Anyway, Facebook, Tweet, Digg, StumbleUpon, Text, Email, or just flat out tell people about the site. http://www.derekiscool.com . It's awesome. And it wasn't free. ha.

Wednesday, July 22, 2009

"Start Blogging"

So I decided to sign up for a real blog account finally. Will I use it? I doubt it. They made it incredibly easy... to sign up. Typed in my Gmail UserID and Password, came up with a riveting blog name, signed up for the http://derekc2003.blogspot.com URL, and then, all I needed to do was click "Start Blogging" Easy, huh?

They make it seem a lot easier than it actually is. I'm not one for writing, especially not one for writing anything I think anyone might read, or would even want to read. Whatever. I'm "Gen Y". I have to have a blog. No I don't. But I want one. Maybe.

It's Ali's fault I started this thing. She read something from the one I put together almost 5 years ago and she said she liked it. Or something like that. And that's all it takes for me. One person to say they like it. Haha.

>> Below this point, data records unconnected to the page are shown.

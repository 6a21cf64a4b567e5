//! Message transfer between threads
//!
//! The first [`N_MSG_REGISTERS`] message words travel in registers, the
//! rest through the two threads' IPC buffers. A sender with a pending
//! fault sends the fault instead of a message.
//!
//! # Capability Transfer
//!
//! A sender holding grant rights may send up to three extra capabilities.
//! A capability to the very endpoint the message crosses is "unwrapped":
//! the receiver gets its badge in the buffer instead of the capability.
//! At most one capability is actually copied, into the receive slot the
//! receiver named in its buffer.

use sable_cap::{Badge, Cap, CdtOps, ObjectRef, SlotRef, SlotStore};
use sable_common::PhysAddr;
use sable_syscall::ipc_buffer::{
    CAPS_OFFSET, RECEIVE_CNODE_OFFSET, RECEIVE_DEPTH_OFFSET, RECEIVE_INDEX_OFFSET,
};
use sable_syscall::{MessageInfo, N_MSG_REGISTERS};

use crate::cap::cspace::ExtraCaps;
use crate::object::context::{BADGE_REG, MSG_INFO_REG, MSG_REGISTERS};
use crate::KernelState;

impl KernelState {
    pub(crate) fn read_buffer_word(&self, buffer: PhysAddr, index: usize) -> u64 {
        self.machine.read_word(buffer.offset(index as u64 * 8))
    }

    pub(crate) fn write_buffer_word(&mut self, buffer: PhysAddr, index: usize, value: u64) {
        self.machine.write_word(buffer.offset(index as u64 * 8), value);
    }

    /// Set message register `offset` of `receiver`. Returns the message
    /// length this makes, which stops at the register count when there is
    /// no buffer.
    pub(crate) fn set_mr(
        &mut self,
        receiver: ObjectRef,
        buffer: Option<PhysAddr>,
        offset: usize,
        value: u64,
    ) -> usize {
        if offset < N_MSG_REGISTERS {
            self.objects
                .tcb_mut(receiver)
                .context
                .set(MSG_REGISTERS[offset], value);
            offset + 1
        } else if let Some(buffer) = buffer {
            self.write_buffer_word(buffer, offset + 1, value);
            offset + 1
        } else {
            N_MSG_REGISTERS
        }
    }

    /// Message register `index` of `thread`.
    pub(crate) fn get_mr(&self, thread: ObjectRef, buffer: Option<PhysAddr>, index: usize) -> u64 {
        if index < N_MSG_REGISTERS {
            self.objects.tcb(thread).context.get(MSG_REGISTERS[index])
        } else {
            buffer.map_or(0, |buffer| self.read_buffer_word(buffer, index + 1))
        }
    }

    /// Transfer a message, or the sender's fault, to `receiver`.
    pub fn do_ipc_transfer(
        &mut self,
        sender: ObjectRef,
        endpoint: Option<ObjectRef>,
        badge: Badge,
        can_grant: bool,
        receiver: ObjectRef,
    ) {
        let receive_buffer = self.lookup_ipc_buffer(true, receiver);
        if self.objects.tcb(sender).fault.is_null() {
            let send_buffer = self.lookup_ipc_buffer(false, sender);
            self.do_normal_transfer(
                sender,
                send_buffer,
                endpoint,
                badge,
                can_grant,
                receiver,
                receive_buffer,
            );
        } else {
            self.do_fault_transfer(badge, sender, receiver, receive_buffer);
        }
    }

    #[allow(clippy::too_many_arguments)]
    fn do_normal_transfer(
        &mut self,
        sender: ObjectRef,
        send_buffer: Option<PhysAddr>,
        endpoint: Option<ObjectRef>,
        badge: Badge,
        can_grant: bool,
        receiver: ObjectRef,
        receive_buffer: Option<PhysAddr>,
    ) {
        let tag = MessageInfo::from_word(self.objects.tcb(sender).context.get(MSG_INFO_REG));
        let caps = if can_grant {
            // A failed lookup sends the message without capabilities.
            self.lookup_extra_caps(sender, send_buffer, tag)
                .unwrap_or([None; 3])
        } else {
            [None; 3]
        };

        let transferred = self.copy_mrs(
            sender,
            send_buffer,
            receiver,
            receive_buffer,
            tag.length as usize,
        );
        let mut tag = self.transfer_caps(tag, &caps, endpoint, receiver, receive_buffer);
        tag.length = transferred as u64;

        let ctx = &mut self.objects.tcb_mut(receiver).context;
        ctx.set(MSG_INFO_REG, tag.to_word());
        ctx.set(BADGE_REG, badge.value());
    }

    fn do_fault_transfer(
        &mut self,
        badge: Badge,
        sender: ObjectRef,
        receiver: ObjectRef,
        receive_buffer: Option<PhysAddr>,
    ) {
        let sent = self.set_mrs_fault(sender, receiver, receive_buffer);
        let label = self.objects.tcb(sender).fault.label() as u64;
        let info = MessageInfo::new(label, 0, 0, sent as u64);
        let ctx = &mut self.objects.tcb_mut(receiver).context;
        ctx.set(MSG_INFO_REG, info.to_word());
        ctx.set(BADGE_REG, badge.value());
    }

    /// Copy `n` message words. Words past the registers need both buffers.
    /// Returns the number of words copied.
    pub(crate) fn copy_mrs(
        &mut self,
        sender: ObjectRef,
        send_buffer: Option<PhysAddr>,
        receiver: ObjectRef,
        receive_buffer: Option<PhysAddr>,
        n: usize,
    ) -> usize {
        let sender_ctx = self.objects.tcb(sender).context;
        let in_registers = n.min(N_MSG_REGISTERS);
        for &reg in &MSG_REGISTERS[..in_registers] {
            self.objects
                .tcb_mut(receiver)
                .context
                .set(reg, sender_ctx.get(reg));
        }
        let (Some(send_buffer), Some(receive_buffer)) = (send_buffer, receive_buffer) else {
            return in_registers;
        };
        for i in in_registers..n {
            let word = self.read_buffer_word(send_buffer, i + 1);
            self.write_buffer_word(receive_buffer, i + 1, word);
        }
        n
    }

    fn transfer_caps(
        &mut self,
        mut info: MessageInfo,
        caps: &ExtraCaps,
        endpoint: Option<ObjectRef>,
        receiver: ObjectRef,
        receive_buffer: Option<PhysAddr>,
    ) -> MessageInfo {
        info.extra_caps = 0;
        info.caps_unwrapped = 0;
        let (Some(_), Some(buffer)) = (caps[0], receive_buffer) else {
            return info;
        };

        let mut dest = self.get_receive_slot(receiver, buffer);
        let mut sent = 0;
        for (i, slot) in caps.iter().enumerate() {
            let Some(slot) = *slot else { break };
            let cap = self.objects.cte(slot).cap;
            match cap {
                Cap::Endpoint { object, badge, .. } if Some(object) == endpoint => {
                    self.write_buffer_word(buffer, CAPS_OFFSET + i, badge.value());
                    info.caps_unwrapped |= 1 << i;
                }
                _ => {
                    let Some(dest_slot) = dest else { break };
                    let derived = match self.derive_cap(slot, cap) {
                        Ok(Cap::Null) | Err(_) => break,
                        Ok(derived) => derived,
                    };
                    self.objects.cte_insert(derived, slot, dest_slot);
                    log::debug!("ipc: granted {} to {} at {}", derived, receiver, dest_slot);
                    dest = None;
                }
            }
            sent = i + 1;
        }
        info.extra_caps = sent as u64;
        info
    }

    /// The empty slot `receiver` named to receive a capability into.
    fn get_receive_slot(&self, receiver: ObjectRef, buffer: PhysAddr) -> Option<SlotRef> {
        let cnode_cptr = self.read_buffer_word(buffer, RECEIVE_CNODE_OFFSET);
        let index = self.read_buffer_word(buffer, RECEIVE_INDEX_OFFSET);
        let depth = self.read_buffer_word(buffer, RECEIVE_DEPTH_OFFSET);
        let cnode = self.lookup_cap(receiver, cnode_cptr).ok()?;
        let slot = self.lookup_target_slot(cnode, index, depth).ok()?;
        self.objects.cte(slot).is_empty().then_some(slot)
    }

    /// A non-blocking receive found nothing.
    pub(crate) fn do_nb_recv_failed_transfer(&mut self, thread: ObjectRef) {
        self.objects.tcb_mut(thread).context.set(BADGE_REG, 0);
    }
}
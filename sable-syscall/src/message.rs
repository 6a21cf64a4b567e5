//! Message-info word
//!
//! Every IPC carries one tag word describing the message:
//!
//! ```text
//! 63                    12 11      9 8   7 6      0
//! +-----------------------+---------+-----+--------+
//! |         label         | unwrapd | xcap| length |
//! +-----------------------+---------+-----+--------+
//! ```
//!
//! `length` counts message registers, `extra_caps` the capabilities sent
//! alongside, and `caps_unwrapped` is a receiver-side bitmask of extra
//! caps that were delivered as badges rather than as capabilities.

use core::fmt;

/// Largest message, in words.
pub const MSG_MAX_LENGTH: u64 = 120;

/// Largest number of extra capabilities per message.
pub const MAX_EXTRA_CAPS: u64 = 3;

const LENGTH_BITS: u32 = 7;
const EXTRA_CAPS_BITS: u32 = 2;
const UNWRAPPED_BITS: u32 = 3;
const EXTRA_CAPS_SHIFT: u32 = LENGTH_BITS;
const UNWRAPPED_SHIFT: u32 = EXTRA_CAPS_SHIFT + EXTRA_CAPS_BITS;
const LABEL_SHIFT: u32 = UNWRAPPED_SHIFT + UNWRAPPED_BITS;

/// Decoded message-info word.
#[derive(Clone, Copy, PartialEq, Eq, Default)]
pub struct MessageInfo {
    /// User- or kernel-defined label (52 bits).
    pub label: u64,
    /// Bitmask of extra caps delivered unwrapped.
    pub caps_unwrapped: u64,
    /// Number of extra caps.
    pub extra_caps: u64,
    /// Number of message registers.
    pub length: u64,
}

impl MessageInfo {
    /// Build a message-info value.
    #[inline]
    #[must_use]
    pub const fn new(label: u64, caps_unwrapped: u64, extra_caps: u64, length: u64) -> Self {
        Self {
            label,
            caps_unwrapped,
            extra_caps,
            length,
        }
    }

    /// Decode a word exactly as written.
    #[must_use]
    pub const fn from_raw(word: u64) -> Self {
        Self {
            label: word >> LABEL_SHIFT,
            caps_unwrapped: (word >> UNWRAPPED_SHIFT) & ((1 << UNWRAPPED_BITS) - 1),
            extra_caps: (word >> EXTRA_CAPS_SHIFT) & ((1 << EXTRA_CAPS_BITS) - 1),
            length: word & ((1 << LENGTH_BITS) - 1),
        }
    }

    /// Decode a word from user space, clamping the length to
    /// [`MSG_MAX_LENGTH`].
    #[must_use]
    pub const fn from_word(word: u64) -> Self {
        let mut info = Self::from_raw(word);
        if info.length > MSG_MAX_LENGTH {
            info.length = MSG_MAX_LENGTH;
        }
        info
    }

    /// Encode to a word.
    #[must_use]
    pub const fn to_word(self) -> u64 {
        (self.label << LABEL_SHIFT)
            | ((self.caps_unwrapped & ((1 << UNWRAPPED_BITS) - 1)) << UNWRAPPED_SHIFT)
            | ((self.extra_caps & ((1 << EXTRA_CAPS_BITS) - 1)) << EXTRA_CAPS_SHIFT)
            | (self.length & ((1 << LENGTH_BITS) - 1))
    }
}

impl fmt::Debug for MessageInfo {
    fn fmt(&self, f: &mut fmt::Formatter<'_>) -> fmt::Result {
        write!(
            f,
            "MessageInfo(label={:#x}, unwrapped={:#b}, extra_caps={}, len={})",
            self.label, self.caps_unwrapped, self.extra_caps, self.length
        )
    }
}

#[cfg(test)]
mod tests {
    use super::*;
    use proptest::prelude::*;

    #[test]
    fn test_field_positions() {
        let info = MessageInfo::new(0x1, 0b101, 2, 9);
        assert_eq!(info.to_word(), (1 << 12) | (0b101 << 9) | (2 << 7) | 9);
    }

    #[test]
    fn test_length_clamped() {
        let info = MessageInfo::from_word(127);
        assert_eq!(info.length, MSG_MAX_LENGTH);
        assert_eq!(MessageInfo::from_raw(127).length, 127);
    }

    proptest! {
        #[test]
        fn word_decodes_to_itself(word in any::<u64>()) {
            prop_assert_eq!(MessageInfo::from_raw(word).to_word(), word);
        }
    }
}
use sable_cap::{Cap, CapRights, EndpointState, NotificationState, ObjectType, SlotStore, TcbSlot, ThreadState};
use sable_syscall::{InvocationLabel, MessageInfo, Syscall, SyscallErrorKind};

use super::{cnode_op, mint};
use crate::object::context::{BADGE_REG, MSG_INFO_REG};
use crate::object::tcb::tcb_slot;
use crate::testing::TestKernel;

const OK: u64 = SyscallErrorKind::NoError.as_u64();

fn tag(t: &TestKernel, thread: sable_cap::ObjectRef) -> MessageInfo {
    MessageInfo::from_word(t.kernel.tcb(thread).context.get(MSG_INFO_REG))
}

#[test]
fn test_call_recv_reply() {
    let mut t = TestKernel::boot();
    let (ep_slot, ep) = t.create_endpoint();
    let (_, server) = t.create_thread(100);
    let root = t.root_tcb;

    t.run_as(server);
    t.ipc(Syscall::Recv, u64::from(ep_slot), 0, &[]);
    assert!(matches!(
        t.state_of(server),
        ThreadState::BlockedOnReceive { endpoint, .. } if endpoint == ep
    ));
    assert_eq!(t.kernel.cur_thread(), root);

    // Five words: the last one travels through the IPC buffers.
    t.ipc(Syscall::Call, u64::from(ep_slot), 0x42, &[1, 2, 3, 4, 5]);
    assert_eq!(t.state_of(root), ThreadState::BlockedOnReply);
    assert_eq!(t.kernel.cur_thread(), server);
    let received = tag(&t, server);
    assert_eq!((received.label, received.length), (0x42, 5));
    for i in 0..5 {
        assert_eq!(t.mr(server, i), i as u64 + 1);
    }
    assert!(matches!(
        t.kernel.objects().cte(tcb_slot(server, TcbSlot::Caller)).cap,
        Cap::Reply { tcb, master: false, .. } if tcb == root
    ));

    t.ipc(Syscall::Reply, 0, 0x99, &[7]);
    assert_eq!(t.kernel.cur_thread(), root);
    assert_eq!(t.state_of(root), ThreadState::Running);
    let reply = tag(&t, root);
    assert_eq!((reply.label, reply.length), (0x99, 1));
    assert_eq!(t.mr(root, 0), 7);
    assert!(t
        .kernel
        .objects()
        .cte(tcb_slot(server, TcbSlot::Caller))
        .is_empty());
}

#[test]
fn test_send_blocks_until_received() {
    let mut t = TestKernel::boot();
    let (ep_slot, ep) = t.create_endpoint();
    let badged = t.alloc_slots(1);
    assert_eq!(mint(&mut t, ep_slot, badged, CapRights::ALL, 0x77), OK);
    let (_, client) = t.create_thread(100);
    let root = t.root_tcb;

    t.run_as(client);
    t.ipc(Syscall::Send, u64::from(badged), 5, &[0xabc]);
    assert!(matches!(t.state_of(client), ThreadState::BlockedOnSend { .. }));
    assert_eq!(t.kernel.objects().endpoint(ep).state, EndpointState::Send);
    assert_eq!(t.kernel.cur_thread(), root);

    t.ipc(Syscall::Recv, u64::from(ep_slot), 0, &[]);
    assert_eq!(t.kernel.cur_thread(), root);
    assert_eq!(t.kernel.tcb(root).context.get(BADGE_REG), 0x77);
    assert_eq!(t.mr(root, 0), 0xabc);
    assert_eq!(tag(&t, root).label, 5);
    assert!(t.state_of(client).is_runnable());
    assert_eq!(t.kernel.objects().endpoint(ep).state, EndpointState::Idle);
}

#[test]
fn test_non_blocking_send_is_dropped() {
    let mut t = TestKernel::boot();
    let (ep_slot, ep) = t.create_endpoint();
    t.ipc(Syscall::NBSend, u64::from(ep_slot), 1, &[1]);
    assert_eq!(t.state_of(t.root_tcb), ThreadState::Running);
    assert_eq!(t.kernel.objects().endpoint(ep).state, EndpointState::Idle);
}

#[test]
fn test_non_blocking_recv_returns_empty() {
    let mut t = TestKernel::boot();
    let (ep_slot, _) = t.create_endpoint();
    t.ipc(Syscall::NBRecv, u64::from(ep_slot), 0, &[]);
    assert_eq!(t.state_of(t.root_tcb), ThreadState::Running);
    assert_eq!(t.kernel.tcb(t.root_tcb).context.get(BADGE_REG), 0);
}

#[test]
fn test_call_before_receive() {
    let mut t = TestKernel::boot();
    let (ep_slot, ep) = t.create_endpoint();
    let (_, server) = t.create_thread(100);
    let root = t.root_tcb;

    t.ipc(Syscall::Call, u64::from(ep_slot), 0x7, &[11]);
    assert!(matches!(
        t.state_of(root),
        ThreadState::BlockedOnSend { is_call: true, .. }
    ));
    assert_eq!(t.kernel.objects().endpoint(ep).state, EndpointState::Send);
    assert_eq!(t.kernel.cur_thread(), server);

    t.ipc(Syscall::Recv, u64::from(ep_slot), 0, &[]);
    assert_eq!(t.kernel.cur_thread(), server);
    assert_eq!(t.state_of(root), ThreadState::BlockedOnReply);
    assert_eq!(t.mr(server, 0), 11);
    assert_eq!(t.kernel.objects().endpoint(ep).state, EndpointState::Idle);

    t.ipc(Syscall::Reply, 0, 0, &[]);
    assert_eq!(t.state_of(root), ThreadState::Running);
    assert_eq!(t.kernel.cur_thread(), root);
    assert!(t
        .kernel
        .objects()
        .cte(tcb_slot(server, TcbSlot::Caller))
        .is_empty());
}

#[test]
fn test_cancel_badged_sends() {
    let mut t = TestKernel::boot();
    let (ep_slot, ep) = t.create_endpoint();
    let badges = t.alloc_slots(2);
    assert_eq!(mint(&mut t, ep_slot, badges, CapRights::ALL, 7), OK);
    assert_eq!(mint(&mut t, ep_slot, badges + 1, CapRights::ALL, 8), OK);

    let mut senders = [sable_cap::ObjectRef::NULL; 3];
    for (sender, slot) in senders.iter_mut().zip([badges, badges + 1, badges]) {
        let (_, thread) = t.create_thread(10);
        t.run_as(thread);
        t.ipc(Syscall::Send, u64::from(slot), 0, &[]);
        *sender = thread;
    }
    assert_eq!(t.kernel.cur_thread(), t.root_tcb);
    let [a, b, c] = senders;

    let reply = cnode_op(&mut t, InvocationLabel::CNodeCancelBadgedSends, badges);
    assert_eq!(reply, OK);
    assert_eq!(t.state_of(a), ThreadState::Restart);
    assert_eq!(t.state_of(c), ThreadState::Restart);
    assert!(t.kernel.tcb(a).queued && t.kernel.tcb(c).queued);
    assert!(matches!(t.state_of(b), ThreadState::BlockedOnSend { .. }));
    let endpoint = t.kernel.objects().endpoint(ep);
    assert_eq!(endpoint.state, EndpointState::Send);
    assert_eq!((endpoint.queue.head, endpoint.queue.tail), (b, b));

    // The unbadged original carries no badge to cancel.
    assert_eq!(
        cnode_op(&mut t, InvocationLabel::CNodeCancelBadgedSends, ep_slot),
        OK
    );
    assert!(matches!(t.state_of(b), ThreadState::BlockedOnSend { .. }));
}

#[test]
fn test_deleting_endpoint_restarts_waiters() {
    let mut t = TestKernel::boot();
    let (ep_slot, ep) = t.create_endpoint();
    let (_, waiter) = t.create_thread(10);
    t.run_as(waiter);
    t.ipc(Syscall::Recv, u64::from(ep_slot), 0, &[]);

    assert_eq!(cnode_op(&mut t, InvocationLabel::CNodeDelete, ep_slot), OK);
    assert_eq!(t.state_of(waiter), ThreadState::Restart);
    assert_eq!(t.kernel.objects().endpoint(ep).state, EndpointState::Idle);
}

#[test]
fn test_signal_then_wait() {
    let mut t = TestKernel::boot();
    let (ntfn_slot, cap) = t.create(ObjectType::Notification, 0);
    let ntfn = cap.object().expect("notification");
    let badged = t.alloc_slots(2);
    assert_eq!(mint(&mut t, ntfn_slot, badged, CapRights::ALL, 0b001), OK);
    assert_eq!(mint(&mut t, ntfn_slot, badged + 1, CapRights::ALL, 0b100), OK);

    t.ipc(Syscall::Send, u64::from(badged), 0, &[]);
    t.ipc(Syscall::Send, u64::from(badged + 1), 0, &[]);
    let notification = t.kernel.objects().notification(ntfn);
    assert_eq!(notification.state, NotificationState::Active);
    assert_eq!(notification.msg_identifier, 0b101);

    t.ipc(Syscall::NBRecv, u64::from(ntfn_slot), 0, &[]);
    assert_eq!(t.kernel.tcb(t.root_tcb).context.get(BADGE_REG), 0b101);
    assert_eq!(
        t.kernel.objects().notification(ntfn).state,
        NotificationState::Idle
    );
}

#[test]
fn test_signal_wakes_waiter() {
    let mut t = TestKernel::boot();
    let (ntfn_slot, _) = t.create(ObjectType::Notification, 0);
    let badged = t.alloc_slots(1);
    assert_eq!(mint(&mut t, ntfn_slot, badged, CapRights::ALL, 0x8), OK);
    let (_, waiter) = t.create_thread(10);

    t.run_as(waiter);
    t.ipc(Syscall::Recv, u64::from(ntfn_slot), 0, &[]);
    assert!(matches!(
        t.state_of(waiter),
        ThreadState::BlockedOnNotification { .. }
    ));

    t.ipc(Syscall::Send, u64::from(badged), 0, &[]);
    assert_eq!(t.state_of(waiter), ThreadState::Running);
    assert_eq!(t.kernel.tcb(waiter).context.get(BADGE_REG), 0x8);
}

#[test]
fn test_recv_on_missing_cap_faults() {
    let mut t = TestKernel::boot();
    let (_, thread) = t.create_thread(10);
    t.run_as(thread);
    t.ipc(Syscall::Recv, 0x7ff, 0, &[]);
    // No fault handler either.
    assert_eq!(t.state_of(thread), ThreadState::Inactive);
    assert_eq!(t.kernel.cur_thread(), t.root_tcb);
}

#[test]
fn test_invoking_missing_cap_faults_only_when_blocking() {
    let mut t = TestKernel::boot();
    let (_, thread) = t.create_thread(10);
    t.run_as(thread);

    t.ipc(Syscall::NBSend, 0x7ff, 0, &[]);
    assert_eq!(t.state_of(thread), ThreadState::Running);
    assert_eq!(t.kernel.cur_thread(), thread);

    t.ipc(Syscall::Call, 0x7ff, 0, &[]);
    assert_eq!(t.state_of(thread), ThreadState::Inactive);
    assert_eq!(t.kernel.cur_thread(), t.root_tcb);
}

BTW, Here's link to my old ones, if you're interested:

This one is titled "Derek's crap for crap." There are some funny photos, and it looks like most of my posts were just before I moved to Utah for Britnie all those years ago. I was absolutely twitterpatted in those posts. It's funny to read. I used to be sooooo sweeeet. Awe.

http://derekc2003.spaces.live.com/

Here's my old myspace blog. It's dumb. I say some silly things in there. I was a kid. It's kind of the reason I'm afraid to blog now. I don't want to say a bunch of dumb things that pisses people off. But, it's just in my nature. What can you do?

http://blogs.myspace.com/index.cfm?fuseaction=blog.ListAll&friendId=3560938


Anyway. Is this a good enough start to a blog? I've got nothing else specifically to write about, that I really want to share in a publicish forum. So, for now, I think I am going to finish this off.

"Publish Post"... Blogging is so easy.